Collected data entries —
- Opening Delimiter -

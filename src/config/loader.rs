//! Configuration loading from the process environment.

use thiserror::Error;

use crate::config::schema::Settings;
use crate::config::validation::{
    parse_bool, parse_log_level, parse_path, parse_port, parse_size, parse_string, parse_timeout,
    parse_url, ValidationError,
};

/// Error type for configuration loading.
#[derive(Debug, Error)]
pub enum ConfigError {
    #[error("invalid configuration: {}", join(.0))]
    Invalid(Vec<ValidationError>),
}

impl ConfigError {
    /// Every rejected variable.
    pub fn errors(&self) -> &[ValidationError] {
        match self {
            ConfigError::Invalid(errors) => errors,
        }
    }
}

fn join(errors: &[ValidationError]) -> String {
    errors
        .iter()
        .map(ToString::to_string)
        .collect::<Vec<_>>()
        .join("; ")
}

impl Settings {
    /// Load settings from the process environment.
    pub fn from_env() -> Result<Self, ConfigError> {
        Self::from_lookup(|key| std::env::var(key).ok())
    }

    /// Load settings through an arbitrary variable lookup.
    ///
    /// Every variable is parsed even after a failure so the returned error
    /// lists every problem at once.
    pub fn from_lookup<F>(lookup: F) -> Result<Self, ConfigError>
    where
        F: Fn(&str) -> Option<String>,
    {
        let defaults = Settings::default();
        let mut env = EnvReader {
            lookup,
            errors: Vec::new(),
        };

        let port = env.get("PORT", parse_port, defaults.port);
        let health_endpoint = env.get("HEALTH_ENDPOINT", parse_path, defaults.health_endpoint);
        let log_level = env.get("LOG_LEVEL", parse_log_level, defaults.log_level);
        let shutdown_timeout = env.get(
            "SHUTDOWN_TIMEOUT_DURATION",
            parse_timeout,
            defaults.shutdown_timeout,
        );
        let service_name = env.get("SERVICE_NAME", parse_string, defaults.service_name);
        let service_version = env.get("SERVICE_VERSION", parse_string, defaults.service_version);
        let otel_enabled = env.get("OTEL_ENABLED", parse_bool, defaults.otel_enabled);
        let otel_exporter_otlp_endpoint = env.get(
            "OTEL_EXPORTER_OTLP_ENDPOINT",
            |v| parse_url(v).map(Some),
            defaults.otel_exporter_otlp_endpoint,
        );
        let max_allowed_request_bytes = env.get(
            "MAX_ALLOWED_REQUEST_BYTES",
            parse_size,
            defaults.max_allowed_request_bytes,
        );

        if !env.errors.is_empty() {
            return Err(ConfigError::Invalid(env.errors));
        }

        Ok(Settings {
            port,
            health_endpoint,
            log_level,
            shutdown_timeout,
            service_name,
            service_version,
            otel_enabled,
            otel_exporter_otlp_endpoint,
            max_allowed_request_bytes,
        })
    }
}

/// Reads variables and accumulates parse failures.
struct EnvReader<F> {
    lookup: F,
    errors: Vec<ValidationError>,
}

impl<F> EnvReader<F>
where
    F: Fn(&str) -> Option<String>,
{
    fn get<T>(&mut self, key: &str, parse: impl Fn(&str) -> Result<T, String>, default: T) -> T {
        let Some(raw) = (self.lookup)(key) else {
            return default;
        };
        match parse(&raw) {
            Ok(value) => value,
            Err(message) => {
                self.errors.push(ValidationError::new(key, message));
                default
            }
        }
    }
}
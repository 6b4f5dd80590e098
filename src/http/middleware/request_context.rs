//! Request context stage.
//!
//! Builds the request identity, opens the request span, installs the
//! counting request body and, once the handler returns, the counting
//! response body that emits the completion record.

use std::sync::Arc;

use axum::{
    body::Body,
    extract::State,
    http::{HeaderValue, Request},
    middleware::Next,
    response::Response,
};
use tracing::{field, Instrument, Level};

use crate::http::body::{CountingBody, RequestMetrics};
use crate::http::middleware::recovery::{ContextSlot, RequestRecord};
use crate::http::middleware::PipelineState;
use crate::http::request::{RequestContext, RequestIdentity, X_REQUEST_ID};
use crate::http::response::{instrument_response, payload_too_large, RequestSummary};
use crate::observability::TraceContext;

pub async fn request_context_middleware(
    State(state): State<PipelineState>,
    req: Request<Body>,
    next: Next,
) -> Response {
    let summary = RequestSummary::from_request(&req);
    let name = format!("{} {}", summary.method, summary.path);

    // ERROR level keeps the span, and with it the identity, enabled at
    // every log level.
    let span = tracing::span!(
        Level::ERROR,
        "request",
        reqId = field::Empty,
        traceId = field::Empty,
        otel.name = name.as_str(),
        otel.kind = "server"
    );
    let trace_id = req
        .extensions()
        .get::<TraceContext>()
        .and_then(|trace| trace.attach(&span));
    let identity = RequestIdentity::build(req.headers(), trace_id);
    span.record("reqId", identity.request_id.as_str());
    span.record("traceId", identity.trace_id.as_str());

    let metrics = Arc::new(RequestMetrics::new());
    if let Some(slot) = req.extensions().get::<ContextSlot>() {
        slot.fill(RequestRecord {
            identity: identity.clone(),
            summary: summary.clone(),
            metrics: metrics.clone(),
        });
    }

    let (mut parts, body) = req.into_parts();
    parts
        .extensions
        .insert(RequestContext::new(identity.clone(), span.clone()));
    let body = Body::new(CountingBody::new(
        body,
        metrics.clone(),
        state.max_request_bytes,
    ));
    let req = Request::from_parts(parts, body);

    let mut response = next.run(req).instrument(span.clone()).await;

    if metrics.payload_too_large() {
        span.in_scope(|| {
            tracing::warn!(
                limit = state.max_request_bytes,
                br = metrics.bytes_read(),
                "Request body too large"
            );
        });
        response = payload_too_large();
    }

    if let Ok(value) = HeaderValue::from_str(&identity.request_id) {
        response.headers_mut().insert(X_REQUEST_ID, value);
    }

    instrument_response(response, span, metrics, summary)
}
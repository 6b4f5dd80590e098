//! TCP listener implementation.
//!
//! # Responsibilities
//! - Bind to the configured address
//! - Accept incoming TCP connections
//! - Tell per-connection accept errors apart from listener faults

use std::io;
use std::net::SocketAddr;

use thiserror::Error;
use tokio::net::{TcpListener, TcpStream};

/// Error type for listener operations.
#[derive(Debug, Error)]
pub enum ListenerError {
    /// Failed to bind to address.
    #[error("failed to bind {addr}: {source}")]
    Bind {
        addr: SocketAddr,
        #[source]
        source: io::Error,
    },
    /// The listener itself failed; no further connections can be accepted.
    #[error("failed to accept: {0}")]
    Accept(#[source] io::Error),
}

/// A bound TCP listener.
#[derive(Debug)]
pub struct Listener {
    inner: TcpListener,
}

impl Listener {
    /// Bind to `addr`. Port 0 picks a free port; see [`Listener::local_addr`].
    pub async fn bind(addr: SocketAddr) -> Result<Self, ListenerError> {
        let inner = TcpListener::bind(addr)
            .await
            .map_err(|source| ListenerError::Bind { addr, source })?;

        let local_addr = inner
            .local_addr()
            .map_err(|source| ListenerError::Bind { addr, source })?;
        tracing::info!(address = %local_addr, "Listener bound");

        Ok(Self { inner })
    }

    /// Accept a new connection.
    ///
    /// Errors that only concern the connection being accepted are logged and
    /// the next connection is awaited. Anything else is a listener fault.
    pub async fn accept(&self) -> Result<(TcpStream, SocketAddr), ListenerError> {
        loop {
            match self.inner.accept().await {
                Ok((stream, addr)) => {
                    tracing::debug!(peer_addr = %addr, "Connection accepted");
                    return Ok((stream, addr));
                }
                Err(e) if is_connection_error(&e) => {
                    tracing::debug!(error = %e, "Dropped connection during accept");
                }
                Err(e) => return Err(ListenerError::Accept(e)),
            }
        }
    }

    /// Get the local address this listener is bound to.
    pub fn local_addr(&self) -> Result<SocketAddr, io::Error> {
        self.inner.local_addr()
    }
}

fn is_connection_error(e: &io::Error) -> bool {
    matches!(
        e.kind(),
        io::ErrorKind::ConnectionRefused
            | io::ErrorKind::ConnectionAborted
            | io::ErrorKind::ConnectionReset
    )
}
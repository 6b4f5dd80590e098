//! Observability subsystem.
//!
//! # Data Flow
//! ```text
//! All subsystems produce:
//!     → logging.rs (one JSON object per event on stdout)
//!     → tracing.rs (trace context per request, OTLP span export, teardown)
//!
//! Consumers:
//!     → Log aggregation (stdout)
//!     → Distributed tracing (optional, W3C Trace Context, OTLP/HTTP)
//! ```
//!
//! # Design Decisions
//! - Structured logging (JSON) for machine parsing
//! - Request ID and trace ID ride on the request span, so every event
//!   emitted while handling a request carries them
//! - Telemetry is optional and disabled by default

pub mod logging;
pub mod tracing;

pub use self::logging::{init_logging, new_logger, JsonLayer};
pub use self::tracing::{setup_telemetry, OtelTelemetry, Telemetry, TelemetryError, TraceContext};
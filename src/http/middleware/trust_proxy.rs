//! Trust resolution stage.
//!
//! Rewrites the perceived origin of requests arriving through a trusted
//! proxy and records it as an [`Origin`] extension.

use std::net::SocketAddr;
use std::time::Instant;

use axum::{
    body::Body,
    extract::{ConnectInfo, State},
    http::{header, HeaderValue, Request, StatusCode},
    middleware::Next,
    response::Response,
};

use crate::http::middleware::PipelineState;
use crate::http::request::Origin;
use crate::http::response::error_response;

pub async fn trust_proxy_middleware(
    State(state): State<PipelineState>,
    mut req: Request<Body>,
    next: Next,
) -> Response {
    let start = Instant::now();
    let peer = req
        .extensions()
        .get::<ConnectInfo<SocketAddr>>()
        .map(|ConnectInfo(addr)| addr.to_string())
        .unwrap_or_default();

    let resolution = match state.resolver.resolve(&peer, req.headers()) {
        Ok(resolution) => resolution,
        Err(err) => {
            tracing::error!(
                ip = %peer,
                method = %req.method(),
                path = %req.uri().path(),
                status = StatusCode::INTERNAL_SERVER_ERROR.as_u16(),
                duration = start.elapsed().as_nanos() as u64,
                "{}",
                err
            );
            return error_response(StatusCode::INTERNAL_SERVER_ERROR, err.to_string());
        }
    };

    if let Some(host) = &resolution.host {
        match HeaderValue::from_str(host) {
            Ok(value) => {
                req.headers_mut().insert(header::HOST, value);
            }
            Err(_) => tracing::debug!(host = %host, "Ignoring unrepresentable forwarded host"),
        }
    }

    let host = resolution.host.clone().or_else(|| {
        req.headers()
            .get(header::HOST)
            .and_then(|v| v.to_str().ok())
            .map(str::to_string)
            .or_else(|| req.uri().authority().map(|a| a.to_string()))
    });
    let scheme = resolution
        .scheme
        .clone()
        .or_else(|| req.uri().scheme_str().map(str::to_string));

    let origin = Origin {
        client_addr: resolution.effective_peer(&peer).to_string(),
        host,
        scheme,
    };
    req.extensions_mut().insert(origin);

    next.run(req).await
}
//! Security subsystem.
//!
//! # Data Flow
//! ```text
//! Incoming request:
//!     → trust.rs (is the TCP peer a trusted proxy?)
//!     → headers.rs (which forwarding headers may override the origin)
//!     → Pass to request context
//! ```
//!
//! # Design Decisions
//! - Default deny: only peers inside a trusted prefix may rewrite origin
//! - Trust is decided from the transport address, never from a header
//! - The trusted prefix set is built once and shared read-only

pub mod headers;
pub mod trust;

pub use headers::ProxyHeaderPolicy;
pub use trust::{Resolution, TrustError, TrustResolver, TrustedPrefixSet};
//! gatehouse service binary.
//!
//! # Architecture Overview
//!
//! ```text
//!     Client Request
//!     ──────────────▶ net::listener ─▶ recovery ─▶ trust_proxy ─▶ trace_context
//!                                                                     │
//!                                                                     ▼
//!     Client Response                                          request_context
//!     ◀────────────── counting body ◀── completion record ◀──── handler
//!
//!     config ─▶ observability ─▶ lifecycle (start, signals, shutdown deadline)
//! ```

use std::process::ExitCode;

#[tokio::main]
async fn main() -> ExitCode {
    gatehouse::lifecycle::startup::run().await
}
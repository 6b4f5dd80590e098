//! Shared utilities for integration testing.

#![allow(dead_code)]

use std::io::Write;
use std::net::SocketAddr;
use std::sync::{Arc, Mutex};

use gatehouse::config::Settings;
use gatehouse::http::HttpServer;
use gatehouse::lifecycle::Coordinator;
use gatehouse::observability::Telemetry;
use gatehouse::security::TrustResolver;
use serde_json::Value;
use tokio::io::AsyncWriteExt;
use tokio::net::TcpStream;
use tracing_subscriber::fmt::MakeWriter;

/// Start the service on an ephemeral loopback port.
pub async fn start_server(settings: &Settings, telemetry: Arc<dyn Telemetry>) -> (Coordinator, SocketAddr) {
    let server = HttpServer::new(settings, TrustResolver::default(), telemetry.clone());
    let mut coordinator = Coordinator::new(telemetry);
    let addr = coordinator
        .start("127.0.0.1:0".parse().unwrap(), server)
        .await
        .unwrap();
    (coordinator, addr)
}

/// Open a connection and send a POST /echo whose body never completes.
///
/// `declared` is the Content-Length announced; only `sent` is written.
pub async fn start_slow_upload(addr: SocketAddr, declared: usize, sent: &str) -> TcpStream {
    let mut stream = TcpStream::connect(addr).await.unwrap();
    let head = format!(
        "POST /echo HTTP/1.1\r\nHost: {addr}\r\nContent-Length: {declared}\r\n\r\n{sent}"
    );
    stream.write_all(head.as_bytes()).await.unwrap();
    stream
}

/// In-memory JSON log sink.
#[derive(Clone, Default)]
pub struct CapturedLogs(Arc<Mutex<Vec<u8>>>);

impl CapturedLogs {
    pub fn records(&self) -> Vec<Value> {
        let bytes = self.0.lock().unwrap().clone();
        String::from_utf8(bytes)
            .unwrap()
            .lines()
            .map(|line| serde_json::from_str(line).unwrap())
            .collect()
    }

    pub fn with_msg(&self, msg: &str) -> Vec<Value> {
        self.records().into_iter().filter(|r| r["msg"] == msg).collect()
    }
}

impl Write for CapturedLogs {
    fn write(&mut self, buf: &[u8]) -> std::io::Result<usize> {
        self.0.lock().unwrap().extend_from_slice(buf);
        Ok(buf.len())
    }

    fn flush(&mut self) -> std::io::Result<()> {
        Ok(())
    }
}

impl<'a> MakeWriter<'a> for CapturedLogs {
    type Writer = CapturedLogs;

    fn make_writer(&'a self) -> Self::Writer {
        self.clone()
    }
}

- Closing Delimiter -

TASK STATEMENT —
Using the records above, filter out every line that lacks the string "RequestSummary" and copy the rest.

EXPECTED ANSWER —
use crate::http::response::{instrument_response, payload_too_large, RequestSummary};
    let summary = RequestSummary::from_request(&req);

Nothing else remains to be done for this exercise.